The company said this marks an expansion from its previous trailer count, of 70,000 less than a year ago.
“Reaching 80,000 trailers is a testament to our commitment to building infrastructure that scales with our customers’ ambitions,” said Ari Silkey, General Manager of Amazon Freight. “Every trailer Amazon adds to the fleet represents another opportunity for a business to move their freight reliably and efficiently.”
What’s more, the company explained that this expansion comes at a time when supply chains remain under pressure from shifting consumer demand patterns, ongoing capacity constraints, and the perpetual challenge of balancing cost with service quality.
As for the shipper benefits, this expansion provides, the company noted how more trailers mean greater flexibility during peak seasons, as well as faster response times for urgent shipments, and also the confidence that comes from working with a carrier who has invested heavily in the infrastructure needed to support long-term growth.

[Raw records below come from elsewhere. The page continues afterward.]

//! Config types for loading match expressions from JSON/YAML.
//!
//! These types mirror the runtime types but are serde-deserializable, so a
//! whole match expression can be described as data and turned into a
//! [`MatchExpr`](crate::MatchExpr) via [`Registry::load_match()`](crate::Registry::load_match).
//!
//! # Relationship to runtime types
//!
//! | Config type | Runtime type | Loader method |
//! |-------------|-------------|---------------|
//! | [`MatchConfig`] | [`MatchExpr`](crate::MatchExpr) | `Registry::load_match()` |
//! | [`ClauseConfig`] | [`Clause`](crate::Clause) | via `load_match()` |
//! | [`PatternConfig`] | [`Pattern`](crate::Pattern) | `Registry::load_pattern()` |
//! | [`GuardConfig`] | `Arc<dyn Guard>` | `Registry::load_guard()` |
//! | [`TypedConfig`] | `Arc<dyn Extractor>` | via registry factory |
//!
//! # Example
//!
//! ```yaml
//! clauses:
//!   - pattern:
//!       type: mapping
//!       fields:
//!         - { key: status, pattern: { type: literal, value: 200 } }
//!         - { key: body, pattern: { type: bind, name: body } }
//!     body: ok
//!   - pattern:
//!       type: mapping
//!       fields: [{ key: status, pattern: { type: bind, name: status } }]
//!     guard: { type: compare, binding: status, op: ">=", value: 500 }
//!     body: retry
//! default: fail
//! ```

use crate::CompareOp;
use serde::Deserialize;

/// Configuration for a [`MatchExpr`](crate::MatchExpr).
#[derive(Debug, Clone, Deserialize)]
#[serde(bound(deserialize = "A: Deserialize<'de>"))]
pub struct MatchConfig<A> {
    /// Clauses, tried in order (first-match-wins).
    pub clauses: Vec<ClauseConfig<A>>,

    /// Body of the default clause.
    #[serde(default)]
    pub default: Option<A>,
}

/// Configuration for a [`Clause`](crate::Clause).
///
/// `capture` is the `let` target and `pattern` the `when` test; both are
/// optional and folded together by [`desugar`](crate::desugar).
#[derive(Debug, Clone, Deserialize)]
#[serde(bound(deserialize = "A: Deserialize<'de>"))]
pub struct ClauseConfig<A> {
    #[serde(default)]
    pub capture: Option<PatternConfig>,

    #[serde(default)]
    pub pattern: Option<PatternConfig>,

    #[serde(default)]
    pub guard: Option<GuardConfig>,

    /// Returned to the caller when this clause is selected.
    pub body: A,
}

/// Configuration for a [`Pattern`](crate::Pattern).
///
/// Uses `#[serde(tag = "type")]` for discriminated union deserialization:
///
/// ```json
/// { "type": "sequence", "elements": [{ "type": "literal", "value": "go" }, { "type": "bind", "name": "dir" }] }
/// { "type": "sequence", "elements": [null, { "type": "bind", "name": "left" }] }
/// { "type": "alternation", "branches": [...] }
/// { "type": "extractor", "extractor": { "type_url": "test.v1.OptionSome" }, "inner": { "type": "bind", "name": "val" } }
/// ```
#[derive(Debug, Clone, Deserialize)]
#[serde(tag = "type", rename_all = "snake_case")]
pub enum PatternConfig {
    Literal {
        value: serde_json::Value,
    },

    Wildcard,

    Bind {
        name: String,
    },

    /// `null` elements are holes.
    Sequence {
        elements: Vec<Option<PatternConfig>>,
        #[serde(default)]
        rest: Option<String>,
    },

    Mapping {
        fields: Vec<FieldConfig>,
        #[serde(default)]
        rest: Option<String>,
    },

    Alternation {
        branches: Vec<PatternConfig>,
    },

    Conjunction {
        patterns: Vec<PatternConfig>,
    },

    /// A predicate registered by name.
    Predicate {
        name: String,
    },

    /// An extractor resolved through its type URL.
    Extractor {
        extractor: TypedConfig,
        #[serde(default)]
        inner: Option<Box<PatternConfig>>,
    },

    Regex {
        expression: String,
        #[serde(default)]
        groups_as: Option<Box<PatternConfig>>,
    },

    /// A literal whose value is a registered constant (e.g. an opaque marker).
    Constant {
        name: String,
    },
}

/// One `key: pattern` field of a mapping pattern.
#[derive(Debug, Clone, Deserialize)]
pub struct FieldConfig {
    pub key: String,
    pub pattern: PatternConfig,
}

/// Configuration for a [`Guard`](crate::Guard).
#[derive(Debug, Clone, Deserialize)]
#[serde(tag = "type", rename_all = "snake_case")]
pub enum GuardConfig {
    /// `binding <op> value`; `op` accepts `eq`/`ne`/`lt`/`le`/`gt`/`ge` or the symbols.
    Compare {
        binding: String,
        op: CompareOp,
        value: serde_json::Value,
    },

    All {
        guards: Vec<GuardConfig>,
    },

    Any {
        guards: Vec<GuardConfig>,
    },

    Not {
        guard: Box<GuardConfig>,
    },

    /// The binding is present and truthy.
    Bound {
        name: String,
    },

    /// A guard registered by name.
    Named {
        name: String,
    },
}

/// Reference to a registered type with its configuration.
///
/// - `type_url` identifies the registered type
/// - `config` carries the type-specific configuration payload
#[derive(Debug, Clone, Deserialize)]
pub struct TypedConfig {
    /// Must match a `type_url` registered in the [`Registry`](crate::Registry).
    pub type_url: String,

    /// Deserialized as the `Config` associated type of the registered
    /// [`IntoExtractor`](crate::IntoExtractor).
    #[serde(default = "default_config")]
    pub config: serde_json::Value,
}

fn default_config() -> serde_json::Value {
    serde_json::Value::Object(serde_json::Map::new())
}

/// Empty configuration for extractors that need none.
///
/// Accepts any JSON value (`{}`, `null`, etc.) and ignores it.
#[derive(Debug, Clone, Copy)]
pub struct UnitConfig;

impl<'de> Deserialize<'de> for UnitConfig {
    fn deserialize<D: serde::Deserializer<'de>>(deserializer: D) -> Result<Self, D::Error> {
        serde::de::IgnoredAny::deserialize(deserializer)?;
        Ok(UnitConfig)
    }
}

When Amazon Freight said in June 2025 that it had 70,000 dry van trailers, it also noted that it has more than 24,000 intermodal containers as well.
It explained that these milestones are about building out its capacity so Amazon Freight customers have the scalability and flexibility to meet their freight needs.
The need for Amazon to increase its trailer count follows research recently issued by ShipMatrix, a subsidiary of SJ Consulting, which showed that, for 2025, market share for Amazon Logistics, increased to 9.9%, coming in at 6.7 billion packages.
ShipMatrix explained that is a byproduct of FedEx and UPS showing less interest in delivering low-value B2C (business-to-consumer) parcels, as well as Amazon’s ongoing online sales growth, the glide down of Amazon volume in UPS’s network, and also from the initial phase of its rollout of deliveries to 4,000 U.S.-based rural communities, focused on consumers not in close proximity to physical stores.